Task goal -> Return every entry exactly as written.

Data shown ->
* * * * *

//! Domain events
//!
//! Events describe what a run did. They carry plain data only; turning them
//! into messages is up to whoever listens.

use std::fmt;

use chrono::{DateTime, Utc};
use serde::{Deserialize, Serialize};

use super::id::RunId;
use crate::health::StatusSummary;

/// Something that happened during a run
#[derive(Debug, Clone, PartialEq, Serialize, Deserialize)]
#[serde(tag = "type", rename_all = "snake_case")]
pub enum Event {
    /// The list of files going into the archive is complete
    ManifestCreated { file_count: usize },

    /// The archive was written to the temporary directory
    ArchiveCreated { path: String, size: u64 },

    /// The archive was copied to a destination
    BackupCopied {
        disk: String,
        backup_name: String,
        path: String,
    },

    /// Retention ran on a destination
    DestinationCleaned {
        disk: String,
        backup_name: String,
        deleted: Vec<String>,
        used_storage: u64,
    },

    /// An action finished all its tasks
    ActionSucceeded {
        action: String,
        context: serde_json::Value,
    },

    /// An action stopped at a failing task
    ActionFailed {
        action: String,
        context: serde_json::Value,
        error: String,
    },

    /// Monitored destinations that passed every check
    HealthyDestinationsFound { statuses: Vec<StatusSummary> },

    /// Monitored destinations with a failing check
    UnhealthyDestinationsFound { statuses: Vec<StatusSummary> },
}

impl Event {
    /// Short name for logs and tables
    pub fn name(&self) -> &'static str {
        match self {
            Event::ManifestCreated { .. } => "manifest_created",
            Event::ArchiveCreated { .. } => "archive_created",
            Event::BackupCopied { .. } => "backup_copied",
            Event::DestinationCleaned { .. } => "destination_cleaned",
            Event::ActionSucceeded { .. } => "action_succeeded",
            Event::ActionFailed { .. } => "action_failed",
            Event::HealthyDestinationsFound { .. } => "healthy_destinations_found",
            Event::UnhealthyDestinationsFound { .. } => "unhealthy_destinations_found",
        }
    }

    /// One-line description
    pub fn summary(&self) -> String {
        match self {
            Event::ManifestCreated { file_count } => format!("{} file(s) selected", file_count),
            Event::ArchiveCreated { path, size } => format!("{} ({} bytes)", path, size),
            Event::BackupCopied { disk, path, .. } => format!("{} on {}", path, disk),
            Event::DestinationCleaned {
                disk,
                backup_name,
                deleted,
                ..
            } => format!(
                "{} on {}: {} backup(s) deleted",
                backup_name,
                disk,
                deleted.len()
            ),
            Event::ActionSucceeded { action, .. } => format!("{} succeeded", action),
            Event::ActionFailed { action, error, .. } => format!("{} failed: {}", action, error),
            Event::HealthyDestinationsFound { statuses } => {
                format!("{} healthy destination(s)", statuses.len())
            }
            Event::UnhealthyDestinationsFound { statuses } => {
                format!("{} unhealthy destination(s)", statuses.len())
            }
        }
    }

    /// Whether this is one of the two terminal events of a run
    pub fn is_terminal(&self) -> bool {
        matches!(
            self,
            Event::ActionSucceeded { .. } | Event::ActionFailed { .. }
        )
    }
}

impl fmt::Display for Event {
    fn fmt(&self, f: &mut fmt::Formatter<'_>) -> fmt::Result {
        write!(f, "{}: {}", self.name(), self.summary())
    }
}

/// A journal line: an event with when and in which run it happened
#[derive(Debug, Clone, PartialEq, Serialize, Deserialize)]
pub struct EventEntry {
    pub timestamp: DateTime<Utc>,
    pub run_id: RunId,
    pub event: Event,
}

impl EventEntry {
    pub fn new(run_id: RunId, event: Event) -> Self {
        Self {
            timestamp: Utc::now(),
            run_id,
            event,
        }
    }
}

* * * * *

Response to this exercise ->
//! Domain events
//!
//! Events describe what a run did. They carry plain data only; turning them
//! into messages is up to whoever listens.

use std::fmt;

use chrono::{DateTime, Utc};
use serde::{Deserialize, Serialize};

use super::id::RunId;
use crate::health::StatusSummary;

/// Something that happened during a run
#[derive(Debug, Clone, PartialEq, Serialize, Deserialize)]
#[serde(tag = "type", rename_all = "snake_case")]
pub enum Event {
    /// The list of files going into the archive is complete
    ManifestCreated { file_count: usize },

    /// The archive was written to the temporary directory
    ArchiveCreated { path: String, size: u64 },

    /// The archive was copied to a destination
    BackupCopied {
        disk: String,
        backup_name: String,
        path: String,
    },

    /// Retention ran on a destination
    DestinationCleaned {
        disk: String,
        backup_name: String,
        deleted: Vec<String>,
        used_storage: u64,
    },

    /// An action finished all its tasks
    ActionSucceeded {
        action: String,
        context: serde_json::Value,
    },

    /// An action stopped at a failing task
    ActionFailed {
        action: String,
        context: serde_json::Value,
        error: String,
    },

    /// Monitored destinations that passed every check
    HealthyDestinationsFound { statuses: Vec<StatusSummary> },

    /// Monitored destinations with a failing check
    UnhealthyDestinationsFound { statuses: Vec<StatusSummary> },
}

impl Event {
    /// Short name for logs and tables
    pub fn name(&self) -> &'static str {
        match self {
            Event::ManifestCreated { .. } => "manifest_created",
            Event::ArchiveCreated { .. } => "archive_created",
            Event::BackupCopied { .. } => "backup_copied",
            Event::DestinationCleaned { .. } => "destination_cleaned",
            Event::ActionSucceeded { .. } => "action_succeeded",
            Event::ActionFailed { .. } => "action_failed",
            Event::HealthyDestinationsFound { .. } => "healthy_destinations_found",
            Event::UnhealthyDestinationsFound { .. } => "unhealthy_destinations_found",
        }
    }

    /// One-line description
    pub fn summary(&self) -> String {
        match self {
            Event::ManifestCreated { file_count } => format!("{} file(s) selected", file_count),
            Event::ArchiveCreated { path, size } => format!("{} ({} bytes)", path, size),
            Event::BackupCopied { disk, path, .. } => format!("{} on {}", path, disk),
            Event::DestinationCleaned {
                disk,
                backup_name,
                deleted,
                ..
            } => format!(
                "{} on {}: {} backup(s) deleted",
                backup_name,
                disk,
                deleted.len()
            ),
            Event::ActionSucceeded { action, .. } => format!("{} succeeded", action),
            Event::ActionFailed { action, error, .. } => format!("{} failed: {}", action, error),
            Event::HealthyDestinationsFound { statuses } => {
                format!("{} healthy destination(s)", statuses.len())
            }
            Event::UnhealthyDestinationsFound { statuses } => {
                format!("{} unhealthy destination(s)", statuses.len())
            }
        }
    }

    /// Whether this is one of the two terminal events of a run
    pub fn is_terminal(&self) -> bool {
        matches!(
            self,
            Event::ActionSucceeded { .. } | Event::ActionFailed { .. }
        )
    }
}

impl fmt::Display for Event {
    fn fmt(&self, f: &mut fmt::Formatter<'_>) -> fmt::Result {
        write!(f, "{}: {}", self.name(), self.summary())
    }
}

/// A journal line: an event with when and in which run it happened
#[derive(Debug, Clone, PartialEq, Serialize, Deserialize)]
pub struct EventEntry {
    pub timestamp: DateTime<Utc>,
    pub run_id: RunId,
    pub event: Event,
}

impl EventEntry {
    pub fn new(run_id: RunId, event: Event) -> Self {
        Self {
            timestamp: Utc::now(),
            run_id,
            event,
        }
    }
}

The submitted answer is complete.